Work required - Write the entries out again. Every character must match.

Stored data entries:
━━━━━━━━━━━━━━━━━━━━
//! Automation descriptors as other local tooling writes them.

use std::collections::BTreeMap;

use codespace_bridge_core::CommandParts;
use serde::{Deserialize, Serialize};

/// A tool server launched over stdio: `{command, args, env}`.
#[derive(Debug, Clone, Default, PartialEq, Eq, Serialize, Deserialize)]
pub struct ServerDescriptor {
    pub command: String,
    #[serde(default)]
    pub args: Vec<String>,
    #[serde(default)]
    pub env: BTreeMap<String, String>,
    #[serde(default, skip_serializing_if = "Option::is_none")]
    pub cwd: Option<String>,
}

/// A lifecycle hook: shell code plus where and how to run it.
#[derive(Debug, Clone, Default, PartialEq, Eq, Serialize, Deserialize)]
pub struct HookDescriptor {
    pub bash: String,
    #[serde(default, skip_serializing_if = "Option::is_none")]
    pub cwd: Option<String>,
    #[serde(default)]
    pub env: BTreeMap<String, String>,
}

/// A descriptor together with the local invocation that runs it remotely.
///
/// The forwarded invocation carries the working directory and environment
/// itself; it has no separate cwd or env.
#[derive(Debug, Clone, PartialEq, Eq)]
pub struct ForwardingRule<D> {
    pub source: D,
    pub forwarded: CommandParts,
}

impl<D> ForwardingRule<D> {
    /// The forwarded invocation as one shell command line.
    ///
    /// # Errors
    /// Returns error if a word contains a NUL byte.
    pub fn command_line(&self) -> Result<String, shlex::QuoteError> {
        self.forwarded.render()
    }
}
//! Whole-document rewriting for tool server and hook configuration files.

use serde_json::{Map, Value, json};

use crate::{
    ForwardError, Rewriter,
    descriptor::{HookDescriptor, ServerDescriptor},
};

/// Name of our own entry in the agent's tool server configuration.
pub const BRIDGE_SERVER_NAME: &str = "codespace";

/// Rewrite every command-launched server in `{"mcpServers": {...}}`.
///
/// Servers reached over a URL have nothing to forward and are kept as they
/// are. Unknown keys survive; `env` and `cwd` move into the forwarded
/// command.
///
/// # Errors
/// Returns `Malformed` if the document does not have the expected shape,
/// or the rewriter's error for an invalid server.
pub fn rewrite_server_config(document: &Value, rewriter: &Rewriter) -> Result<Value, ForwardError> {
    let mut document = document.clone();
    let servers = document
        .get_mut("mcpServers")
        .and_then(Value::as_object_mut)
        .ok_or_else(|| ForwardError::Malformed("expected an \"mcpServers\" object".to_string()))?;

    for (name, entry) in servers.iter_mut() {
        rewrite_server_entry(name, entry, rewriter)?;
    }
    Ok(document)
}

fn rewrite_server_entry(name: &str, entry: &mut Value, rewriter: &Rewriter) -> Result<(), ForwardError> {
    let Some(object) = entry.as_object_mut() else {
        return Err(ForwardError::Malformed(format!("server {name:?} is not an object")));
    };
    if !object.contains_key("command") {
        tracing::debug!(server = name, "No command, keeping server as is");
        return Ok(());
    }

    let descriptor: ServerDescriptor = serde_json::from_value(Value::Object(object.clone()))
        .map_err(|e| ForwardError::Malformed(format!("server {name:?}: {e}")))?;
    let rule = rewriter.rewrite_server(&descriptor)?;

    object.insert("type".to_string(), json!("local"));
    object.insert("command".to_string(), json!(rule.forwarded.program));
    object.insert("args".to_string(), json!(rule.forwarded.args));
    object.remove("env");
    object.remove("cwd");
    tracing::debug!(server = name, "Forwarded server");
    Ok(())
}

/// Rewrite every hook in `{"hooks": {"<event>": [{bash, cwd, env, ...}]}}`.
///
/// Each hook's `bash` becomes the forwarded command line and its `cwd` and
/// `env` are dropped. Entries without `bash` are kept.
///
/// # Errors
/// Returns `NothingToRewrite` if no hook was forwarded, so the caller can
/// skip installing hooks that would run locally. Returns `Malformed` if the
/// document does not have the expected shape.
pub fn rewrite_hooks_config(document: &Value, rewriter: &Rewriter) -> Result<Value, ForwardError> {
    let mut document = document.clone();
    let events = document
        .get_mut("hooks")
        .and_then(Value::as_object_mut)
        .ok_or_else(|| ForwardError::Malformed("expected a \"hooks\" object".to_string()))?;

    let mut forwarded = 0usize;
    for (event, hooks) in events.iter_mut() {
        let Some(hooks) = hooks.as_array_mut() else {
            return Err(ForwardError::Malformed(format!("hooks for {event:?} are not a list")));
        };
        for hook in hooks.iter_mut().filter_map(Value::as_object_mut) {
            if !hook.get("bash").is_some_and(Value::is_string) {
                continue;
            }
            let descriptor: HookDescriptor = serde_json::from_value(Value::Object(hook.clone()))
                .map_err(|e| ForwardError::Malformed(format!("hook for {event:?}: {e}")))?;
            let rule = rewriter.rewrite_hook(&descriptor)?;

            hook.insert("bash".to_string(), json!(rule.command_line()?));
            hook.remove("cwd");
            hook.remove("env");
            forwarded += 1;
        }
    }

    if forwarded == 0 {
        return Err(ForwardError::NothingToRewrite);
    }
    tracing::info!(forwarded, "Forwarded hooks");
    Ok(document)
}

/// Assemble the agent's tool server configuration.
///
/// Our own server comes first under `codespace`; remote servers follow in
/// forwarded form. A remote server named `codespace` is dropped.
///
/// # Errors
/// Returns the rewriter's error for an invalid remote server document.
pub fn build_agent_config(
    self_binary: &str,
    target: &str,
    workdir: &str,
    remote_servers: Option<&Value>,
    rewriter: &Rewriter,
) -> Result<Value, ForwardError> {
    let mut servers = Map::new();
    servers.insert(
        BRIDGE_SERVER_NAME.to_string(),
        json!({
            "type": "local",
            "command": self_binary,
            "args": ["serve"],
            "env": {
                "CODESPACE_NAME": target,
                "CODESPACE_WORKDIR": workdir,
            },
            "tools": ["*"],
        }),
    );

    if let Some(document) = remote_servers {
        let rewritten = rewrite_server_config(document, rewriter)?;
        if let Some(remote) = rewritten.get("mcpServers").and_then(Value::as_object) {
            for (name, entry) in remote {
                if name == BRIDGE_SERVER_NAME {
                    tracing::warn!("Remote server named {BRIDGE_SERVER_NAME:?} ignored");
                    continue;
                }
                servers.insert(name.clone(), entry.clone());
            }
        }
    }

    Ok(json!({ "mcpServers": servers }))
}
━━━━━━━━━━━━━━━━━━━━
Task output -
//! Automation descriptors as other local tooling writes them.

use std::collections::BTreeMap;

use codespace_bridge_core::CommandParts;
use serde::{Deserialize, Serialize};

/// A tool server launched over stdio: `{command, args, env}`.
#[derive(Debug, Clone, Default, PartialEq, Eq, Serialize, Deserialize)]
pub struct ServerDescriptor {
    pub command: String,
    #[serde(default)]
    pub args: Vec<String>,
    #[serde(default)]
    pub env: BTreeMap<String, String>,
    #[serde(default, skip_serializing_if = "Option::is_none")]
    pub cwd: Option<String>,
}

/// A lifecycle hook: shell code plus where and how to run it.
#[derive(Debug, Clone, Default, PartialEq, Eq, Serialize, Deserialize)]
pub struct HookDescriptor {
    pub bash: String,
    #[serde(default, skip_serializing_if = "Option::is_none")]
    pub cwd: Option<String>,
    #[serde(default)]
    pub env: BTreeMap<String, String>,
}

/// A descriptor together with the local invocation that runs it remotely.
///
/// The forwarded invocation carries the working directory and environment
/// itself; it has no separate cwd or env.
#[derive(Debug, Clone, PartialEq, Eq)]
pub struct ForwardingRule<D> {
    pub source: D,
    pub forwarded: CommandParts,
}

impl<D> ForwardingRule<D> {
    /// The forwarded invocation as one shell command line.
    ///
    /// # Errors
    /// Returns error if a word contains a NUL byte.
    pub fn command_line(&self) -> Result<String, shlex::QuoteError> {
        self.forwarded.render()
    }
}
//! Whole-document rewriting for tool server and hook configuration files.

use serde_json::{Map, Value, json};

use crate::{
    ForwardError, Rewriter,
    descriptor::{HookDescriptor, ServerDescriptor},
};

/// Name of our own entry in the agent's tool server configuration.
pub const BRIDGE_SERVER_NAME: &str = "codespace";

/// Rewrite every command-launched server in `{"mcpServers": {...}}`.
///
/// Servers reached over a URL have nothing to forward and are kept as they
/// are. Unknown keys survive; `env` and `cwd` move into the forwarded
/// command.
///
/// # Errors
/// Returns `Malformed` if the document does not have the expected shape,
/// or the rewriter's error for an invalid server.
pub fn rewrite_server_config(document: &Value, rewriter: &Rewriter) -> Result<Value, ForwardError> {
    let mut document = document.clone();
    let servers = document
        .get_mut("mcpServers")
        .and_then(Value::as_object_mut)
        .ok_or_else(|| ForwardError::Malformed("expected an \"mcpServers\" object".to_string()))?;

    for (name, entry) in servers.iter_mut() {
        rewrite_server_entry(name, entry, rewriter)?;
    }
    Ok(document)
}

fn rewrite_server_entry(name: &str, entry: &mut Value, rewriter: &Rewriter) -> Result<(), ForwardError> {
    let Some(object) = entry.as_object_mut() else {
        return Err(ForwardError::Malformed(format!("server {name:?} is not an object")));
    };
    if !object.contains_key("command") {
        tracing::debug!(server = name, "No command, keeping server as is");
        return Ok(());
    }

    let descriptor: ServerDescriptor = serde_json::from_value(Value::Object(object.clone()))
        .map_err(|e| ForwardError::Malformed(format!("server {name:?}: {e}")))?;
    let rule = rewriter.rewrite_server(&descriptor)?;

    object.insert("type".to_string(), json!("local"));
    object.insert("command".to_string(), json!(rule.forwarded.program));
    object.insert("args".to_string(), json!(rule.forwarded.args));
    object.remove("env");
    object.remove("cwd");
    tracing::debug!(server = name, "Forwarded server");
    Ok(())
}

/// Rewrite every hook in `{"hooks": {"<event>": [{bash, cwd, env, ...}]}}`.
///
/// Each hook's `bash` becomes the forwarded command line and its `cwd` and
/// `env` are dropped. Entries without `bash` are kept.
///
/// # Errors
/// Returns `NothingToRewrite` if no hook was forwarded, so the caller can
/// skip installing hooks that would run locally. Returns `Malformed` if the
/// document does not have the expected shape.
pub fn rewrite_hooks_config(document: &Value, rewriter: &Rewriter) -> Result<Value, ForwardError> {
    let mut document = document.clone();
    let events = document
        .get_mut("hooks")
        .and_then(Value::as_object_mut)
        .ok_or_else(|| ForwardError::Malformed("expected a \"hooks\" object".to_string()))?;

    let mut forwarded = 0usize;
    for (event, hooks) in events.iter_mut() {
        let Some(hooks) = hooks.as_array_mut() else {
            return Err(ForwardError::Malformed(format!("hooks for {event:?} are not a list")));
        };
        for hook in hooks.iter_mut().filter_map(Value::as_object_mut) {
            if !hook.get("bash").is_some_and(Value::is_string) {
                continue;
            }
            let descriptor: HookDescriptor = serde_json::from_value(Value::Object(hook.clone()))
                .map_err(|e| ForwardError::Malformed(format!("hook for {event:?}: {e}")))?;
            let rule = rewriter.rewrite_hook(&descriptor)?;

            hook.insert("bash".to_string(), json!(rule.command_line()?));
            hook.remove("cwd");
            hook.remove("env");
            forwarded += 1;
        }
    }

    if forwarded == 0 {
        return Err(ForwardError::NothingToRewrite);
    }
    tracing::info!(forwarded, "Forwarded hooks");
    Ok(document)
}

/// Assemble the agent's tool server configuration.
///
/// Our own server comes first under `codespace`; remote servers follow in
/// forwarded form. A remote server named `codespace` is dropped.
///
/// # Errors
/// Returns the rewriter's error for an invalid remote server document.
pub fn build_agent_config(
    self_binary: &str,
    target: &str,
    workdir: &str,
    remote_servers: Option<&Value>,
    rewriter: &Rewriter,
) -> Result<Value, ForwardError> {
    let mut servers = Map::new();
    servers.insert(
        BRIDGE_SERVER_NAME.to_string(),
        json!({
            "type": "local",
            "command": self_binary,
            "args": ["serve"],
            "env": {
                "CODESPACE_NAME": target,
                "CODESPACE_WORKDIR": workdir,
            },
            "tools": ["*"],
        }),
    );

    if let Some(document) = remote_servers {
        let rewritten = rewrite_server_config(document, rewriter)?;
        if let Some(remote) = rewritten.get("mcpServers").and_then(Value::as_object) {
            for (name, entry) in remote {
                if name == BRIDGE_SERVER_NAME {
                    tracing::warn!("Remote server named {BRIDGE_SERVER_NAME:?} ignored");
                    continue;
                }
                servers.insert(name.clone(), entry.clone());
            }
        }
    }

    Ok(json!({ "mcpServers": servers }))
}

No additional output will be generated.